The idea of rising inflationary pressures has taken a large chunk of market attention in recent months. At first glance, the threat of inflation seemingly makes sense. Rising bond yields, higher crude oil prices and other factors have fed the notion that a period of rapid inflation could be on the way.
The idea of entering an inflationary environment comes at a time when the Federal Reserve is looking at adding additional stimulus measures to battle the ongoing COVID-19 pandemic. The idea of further government spending to help Americans hurting from the pandemic has some analysts concerned that too much free money floating around is likely to add fuel to the inflationary fire and boost prices.
Not only have rising price pressures, such as that seen in crude oil, pressured inflationary worries to the upside, but the rapid rise in key treasury product yields has also served to give investors cause for concern. The benchmark 10-year note yield, for example, has quickly risen from sub-1% levels to its current level around 1.5%. This move higher did not happen overnight, however it did seem to take place quickly and would seemingly suggest that higher prices could be on the way.

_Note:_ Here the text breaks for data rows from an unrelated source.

//! Append-only translation history, backed by SQLite.
//!
//! All writes go through a dedicated DB thread fed by a channel, so pipeline
//! workers never block on disk. Reads open short-lived connections of their
//! own; SQLite forbids sharing one handle across threads.

use chrono::Local;
use rusqlite::{params, Connection, Result};
use std::path::{Path, PathBuf};
use std::sync::mpsc::{channel, Sender};
use std::thread;
use std::time::Duration;

#[derive(Clone, Debug, PartialEq)]
pub struct HistoryRecord {
    pub source_text: String,
    pub translated_text: String,
    pub source_lang: String,
    pub target_lang: String,
    pub mode: String,
    pub engine: String,
    pub confidence: f32,
    pub duration_ms: u64,
    pub timestamp: String,
}

enum HistoryAction {
    Append(HistoryRecord),
    ClearAll,
    Prune(usize),
    Flush(Sender<()>),
}

pub struct HistoryManager {
    tx: Sender<HistoryAction>,
    db_path: PathBuf,
}

impl HistoryManager {
    pub fn new(db_path: &Path, max_items: usize) -> Self {
        let (tx, rx) = channel();
        let path = db_path.to_path_buf();

        thread::spawn(move || {
            let conn = match setup_db(&path) {
                Ok(conn) => conn,
                Err(e) => {
                    log::error!("failed to open history database: {}", e);
                    return;
                }
            };

            let mut max_items = max_items;
            while let Ok(action) = rx.recv() {
                match action {
                    HistoryAction::Append(mut record) => {
                        if record.timestamp.is_empty() {
                            record.timestamp =
                                Local::now().format("%Y-%m-%d %H:%M:%S").to_string();
                        }
                        let result = conn.execute(
                            "INSERT INTO translations
                             (source_text, translated_text, source_lang, target_lang,
                              mode, engine, confidence, duration_ms, timestamp)
                             VALUES (?1, ?2, ?3, ?4, ?5, ?6, ?7, ?8, ?9)",
                            params![
                                record.source_text,
                                record.translated_text,
                                record.source_lang,
                                record.target_lang,
                                record.mode,
                                record.engine,
                                record.confidence,
                                record.duration_ms as i64,
                                record.timestamp,
                            ],
                        );
                        if let Err(e) = result {
                            log::warn!("history insert failed: {}", e);
                        }
                        prune_db(&conn, max_items);
                    }
                    HistoryAction::ClearAll => {
                        if let Err(e) = conn.execute("DELETE FROM translations", []) {
                            log::warn!("history clear failed: {}", e);
                        }
                    }
                    HistoryAction::Prune(new_limit) => {
                        max_items = new_limit;
                        prune_db(&conn, max_items);
                    }
                    HistoryAction::Flush(ack) => {
                        let _ = ack.send(());
                    }
                }
            }
        });

        Self {
            tx,
            db_path: db_path.to_path_buf(),
        }
    }

    /// Fire-and-forget append from any thread.
    pub fn append(&self, record: HistoryRecord) {
        let _ = self.tx.send(HistoryAction::Append(record));
    }

    /// Bulk clear, the only deletion the history supports.
    pub fn clear_all(&self) {
        let _ = self.tx.send(HistoryAction::ClearAll);
    }

    pub fn request_prune(&self, limit: usize) {
        let _ = self.tx.send(HistoryAction::Prune(limit));
    }

    /// Block until every previously queued write has been applied.
    pub fn flush(&self) {
        let (ack_tx, ack_rx) = channel();
        if self.tx.send(HistoryAction::Flush(ack_tx)).is_ok() {
            let _ = ack_rx.recv_timeout(Duration::from_secs(5));
        }
    }

    /// Most-recent-first records, optionally filtered by a search term over
    /// both source and translated text.
    pub fn query(&self, search: &str, limit: usize) -> Result<Vec<HistoryRecord>> {
        let conn = setup_db(&self.db_path)?;
        let mut records = Vec::new();

        let map_row = |row: &rusqlite::Row<'_>| -> Result<HistoryRecord> {
            Ok(HistoryRecord {
                source_text: row.get(0)?,
                translated_text: row.get(1)?,
                source_lang: row.get(2)?,
                target_lang: row.get(3)?,
                mode: row.get(4)?,
                engine: row.get(5)?,
                confidence: row.get(6)?,
                duration_ms: row.get::<_, i64>(7)? as u64,
                timestamp: row.get(8)?,
            })
        };

        if search.is_empty() {
            let mut stmt = conn.prepare(
                "SELECT source_text, translated_text, source_lang, target_lang,
                        mode, engine, confidence, duration_ms, timestamp
                 FROM translations ORDER BY id DESC LIMIT ?1",
            )?;
            let rows = stmt.query_map(params![limit], map_row)?;
            for row in rows {
                records.push(row?);
            }
        } else {
            let pattern = format!("%{}%", search);
            let mut stmt = conn.prepare(
                "SELECT source_text, translated_text, source_lang, target_lang,
                        mode, engine, confidence, duration_ms, timestamp
                 FROM translations
                 WHERE source_text LIKE ?1 OR translated_text LIKE ?1
                 ORDER BY id DESC LIMIT ?2",
            )?;
            let rows = stmt.query_map(params![pattern, limit], map_row)?;
            for row in rows {
                records.push(row?);
            }
        }

        Ok(records)
    }

    /// Export the full history as plain text.
    pub fn export(&self, filepath: &Path) -> anyhow::Result<()> {
        let records = self.query("", 1_000_000)?;
        let mut out = String::new();
        for r in &records {
            out.push_str(&format!(
                "[{}] {}->{} ({}/{})\nSource: {}\nTranslation: {}\n{}\n\n",
                r.timestamp,
                r.source_lang,
                r.target_lang,
                r.mode,
                r.engine,
                r.source_text,
                r.translated_text,
                "-".repeat(80)
            ));
        }
        std::fs::write(filepath, out)?;
        Ok(())
    }
}

fn setup_db(db_path: &Path) -> Result<Connection> {
    let conn = Connection::open(db_path)?;
    conn.busy_timeout(Duration::from_secs(5))?;
    conn.execute(
        "CREATE TABLE IF NOT EXISTS translations (
            id INTEGER PRIMARY KEY,
            source_text TEXT NOT NULL,
            translated_text TEXT NOT NULL,
            source_lang TEXT NOT NULL,
            target_lang TEXT NOT NULL,
            mode TEXT NOT NULL,
            engine TEXT NOT NULL,
            confidence REAL NOT NULL,
            duration_ms INTEGER NOT NULL,
            timestamp TEXT NOT NULL
        )",
        [],
    )?;
    Ok(conn)
}

fn prune_db(conn: &Connection, limit: usize) {
    if limit == 0 {
        return;
    }
    let count: Result<usize> =
        conn.query_row("SELECT COUNT(*) FROM translations", [], |row| row.get(0));
    if let Ok(c) = count {
        if c > limit {
            let overflow = c - limit;
            let result = conn.execute(
                "DELETE FROM translations WHERE id IN
                 (SELECT id FROM translations ORDER BY id ASC LIMIT ?1)",
                params![overflow],
            );
            if let Err(e) = result {
                log::warn!("history prune failed: {}", e);
            }
        }
    }
}

#[cfg(test)]
mod tests {
    use super::*;

    fn record(source: &str, translated: &str) -> HistoryRecord {
        HistoryRecord {
            source_text: source.to_string(),
            translated_text: translated.to_string(),
            source_lang: "en".to_string(),
            target_lang: "fr".to_string(),
            mode: "standard".to_string(),
            engine: "cloud".to_string(),
            confidence: 0.95,
            duration_ms: 50,
            timestamp: String::new(),
        }
    }

    #[test]
    fn append_then_query() {
        let dir = tempfile::tempdir().unwrap();
        let history = HistoryManager::new(&dir.path().join("history.db"), 100);

        history.append(record("hello there", "bonjour"));
        history.flush();

        let records = history.query("", 10).unwrap();
        assert_eq!(records.len(), 1);
        assert_eq!(records[0].source_text, "hello there");
        assert_eq!(records[0].translated_text, "bonjour");
        assert!(!records[0].timestamp.is_empty());
    }

    #[test]
    fn search_filters_both_columns() {
        let dir = tempfile::tempdir().unwrap();
        let history = HistoryManager::new(&dir.path().join("history.db"), 100);

        history.append(record("hello there", "bonjour"));
        history.append(record("good night", "bonne nuit"));
        history.flush();

        assert_eq!(history.query("hello", 10).unwrap().len(), 1);
        assert_eq!(history.query("bonne", 10).unwrap().len(), 1);
        assert_eq!(history.query("zzz", 10).unwrap().len(), 0);
    }

    #[test]
    fn newest_first_with_limit() {
        let dir = tempfile::tempdir().unwrap();
        let history = HistoryManager::new(&dir.path().join("history.db"), 100);

        for i in 0..5 {
            history.append(record(&format!("phrase {}", i), "x"));
        }
        history.flush();

        let records = history.query("", 2).unwrap();
        assert_eq!(records.len(), 2);
        assert_eq!(records[0].source_text, "phrase 4");
        assert_eq!(records[1].source_text, "phrase 3");
    }

    #[test]
    fn clear_all_removes_everything() {
        let dir = tempfile::tempdir().unwrap();
        let history = HistoryManager::new(&dir.path().join("history.db"), 100);

        history.append(record("hello", "bonjour"));
        history.clear_all();
        history.flush();

        assert!(history.query("", 10).unwrap().is_empty());
    }

    #[test]
    fn prune_keeps_newest_records() {
        let dir = tempfile::tempdir().unwrap();
        let history = HistoryManager::new(&dir.path().join("history.db"), 3);

        for i in 0..10 {
            history.append(record(&format!("phrase {}", i), "x"));
        }
        history.flush();

        let records = history.query("", 100).unwrap();
        assert_eq!(records.len(), 3);
        assert_eq!(records[0].source_text, "phrase 9");
    }
}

Fed Chairman Jerome Powell threw some needed water on the fire today as he spoke at the Wall Street Journal Jobs Summit. Powell suggested that while prices have been on the rise, that rise is transitory and is likely a one-time event. The central bank’s long-term inflation objective remains at 2%, and currently inflation is running well below that level. The Fed has also reiterated several times that it plans on allowing inflation to run a bit hot before it even considers removing accommodation.
Powell’s commentary today could be viewed in one of two lights for gold. Some may view the idea of a lack of inflation as allowing the Fed to keep rates ultra-low for longer. Others may view it as being bearish for gold as it suggests that the Fed has still been unable to make any significant economic changes.
The gold bears seemed to have the upper hand today, as gold declined below the key $1700 level following his comments. The drop below this area could potentially set the stage for a larger decline as it may draw bulls out of the market, causing them to effectively throw in the towel. Today’s declines in gold come shortly after the “taper tantrum” of late February fueled selling in bullion that took prices down over $114 per ounce for the month.
The reality, however, is that the Fed can only do one of two things going forward: It can begin to taper (which could drive yields up substantially in a short period of time) or it can stay the course. Given the risks associated with a rapid, large rise in rates, the Fed will almost certainly do nothing for some time. This should allow the bullish gold narrative to remain intact despite some bumps and bruises.